Sculpture is just invention and energy, and rugby is energy too, and invention sometimes."
– Jean-Pierre Rives.
Jean-Pierre Rives turned to art full-time after his retirement from rugby in 1984. Art had been his passion since early boyhood, and he immersed himself in it with dedication that soon earned him critical acclaim. Rives' chosen media became painting and sculpture, which he took up when he was still a rugby player, after meeting a well-known French sculptor and Prix de Rome winner, Albert Feraud. The two men found a commonality of aesthetics, and Rives moved to a house not far away from Feraud's home in Bagneux. Many of Rives' earlier sculptures were created in Feraud's atelier, where both artists worked side by side. "He invited me to his studio, and I never got out," Rives told Hugh Schofield of the BBC. Rives considers Albert Feraud a great man and an inspiration. Another artist that inspired Rives' work is a Polish-born French painter Ladislas Kijno.
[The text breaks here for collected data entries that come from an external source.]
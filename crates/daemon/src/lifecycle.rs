// SPDX-License-Identifier: BUSL-1.1
// Copyright (c) 2026 Alfred Jean LLC

//! Daemon lifecycle management: startup and shutdown.

use std::net::SocketAddr;
use std::path::{Path, PathBuf};
use std::sync::atomic::{AtomicU64, Ordering};
use std::sync::Arc;
use std::time::Instant;

use linger_adapters::{ExitHooks, TracedHookRegistry};
use linger_core::{ActiveCount, ConfigError, ShutdownConfig};
use linger_engine::ShutdownDelay;
use thiserror::Error;
use tokio::net::TcpListener;
use tracing::info;

/// Environment variable overriding the listen address
pub const BIND_ENV: &str = "LINGER_BIND";

const DEFAULT_BIND: &str = "127.0.0.1:0";

/// Coordinator over the traced in-process registry
pub type DaemonCoordinator = ShutdownDelay<TracedHookRegistry<ExitHooks>>;

/// Daemon configuration
#[derive(Debug, Clone)]
pub struct Config {
    /// Config file the settings were read from, if any
    pub config_path: Option<PathBuf>,
    /// Address to listen on
    pub bind_addr: SocketAddr,
    /// Drain and interception settings
    pub shutdown: ShutdownConfig,
}

impl Config {
    /// Load from an optional config file, with `LINGER_BIND` overriding the
    /// listen address
    pub fn load(config_path: Option<&Path>) -> Result<Self, LifecycleError> {
        let shutdown = match config_path {
            Some(path) => ShutdownConfig::load(path)?,
            None => ShutdownConfig::default(),
        };
        let bind = std::env::var(BIND_ENV).unwrap_or_else(|_| DEFAULT_BIND.to_string());
        let bind_addr = bind
            .parse()
            .map_err(|_| LifecycleError::InvalidBindAddr(bind.clone()))?;

        Ok(Self {
            config_path: config_path.map(Path::to_path_buf),
            bind_addr,
            shutdown,
        })
    }
}

/// Daemon state during operation
pub struct DaemonState {
    /// TCP listener
    pub listener: TcpListener,
    /// In-flight connections
    pub active: ActiveCount,
    /// Exit hooks run on shutdown
    pub hooks: ExitHooks,
    /// Delays the exit hooks until connections drain
    pub coordinator: DaemonCoordinator,
    /// Connections accepted so far
    pub connections: Arc<AtomicU64>,
}

impl DaemonState {
    pub fn local_addr(&self) -> Result<SocketAddr, LifecycleError> {
        Ok(self.listener.local_addr()?)
    }

    /// Shutdown the daemon gracefully
    ///
    /// Closes the listener, then runs the exit hooks; once intercepted, that
    /// waits for active connections to drain before running the original
    /// hooks. New clients are refused while the drain runs.
    pub async fn shutdown(self) -> usize {
        drop(self.listener);
        info!(
            active = self.active.active(),
            state = %self.coordinator.state(),
            "Shutting down daemon..."
        );
        let ran = self.hooks.run_all().await;
        info!("Daemon shutdown complete");
        ran
    }
}

/// Lifecycle errors
#[derive(Debug, Error)]
pub enum LifecycleError {
    #[error("Config error: {0}")]
    Config(#[from] ConfigError),

    #[error("Invalid bind address: {0}")]
    InvalidBindAddr(String),

    #[error("Failed to bind {0}: {1}")]
    BindFailed(SocketAddr, std::io::Error),

    #[error("Could not determine log directory")]
    NoLogDir,

    #[error("Exit hook registration failed: {0}")]
    Hooks(#[from] linger_adapters::RegistryError),

    #[error("IO error: {0}")]
    Io(#[from] std::io::Error),
}

/// Start the daemon
pub async fn startup(config: &Config) -> Result<DaemonState, LifecycleError> {
    // 1. Bind listener
    let listener = TcpListener::bind(config.bind_addr)
        .await
        .map_err(|e| LifecycleError::BindFailed(config.bind_addr, e))?;

    // 2. Register the daemon's own exit work
    let active = ActiveCount::new(config.shutdown.drain.clone());
    let hooks = ExitHooks::new();
    let connections = Arc::new(AtomicU64::new(0));
    let start_time = Instant::now();
    {
        let connections = Arc::clone(&connections);
        hooks.register(move || {
            let served = connections.load(Ordering::SeqCst);
            async move {
                info!(
                    served,
                    uptime_ms = start_time.elapsed().as_millis() as u64,
                    "listener closed"
                );
            }
        })?;
    }

    // 3. Delay those hooks behind the drain once registration settles
    let coordinator = ShutdownDelay::new(TracedHookRegistry::new(hooks.clone()));
    let _ = coordinator.register(config.shutdown.register_delay, active.as_callback());

    info!(
        addr = %listener.local_addr()?,
        register_delay_ms = config.shutdown.register_delay.as_millis() as u64,
        max_wait_ms = config.shutdown.drain.max_wait().as_millis() as u64,
        "Daemon started"
    );

    Ok(DaemonState {
        listener,
        active,
        hooks,
        coordinator,
        connections,
    })
}

#[cfg(test)]
#[path = "lifecycle_tests.rs"]
mod tests;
The bond between art and sport feels natural to Rives, as he believes that art and rugby can be interconnected, and emotions are found in both. "In sports you make movement and you are maybe sculpting or painting in the space with your body," he told Clara Iaccarino of the Sydney Morning Herald. "In art you use instruments. Art is just energy, you have to do it; it has to come out." He works in a disused railway shed in the north of Paris, where he forms and twists his found steel, manipulating the shapes created by the resulting positive and negative spaces. He cuts the beams strategically to form complex compositions in which the hardness of the steel forms a powerful juxtaposition to the soft curves. Rives' sculptures were called by the French La Dépêche du Midi "a marvelous mixture of suffering, grace and beauty".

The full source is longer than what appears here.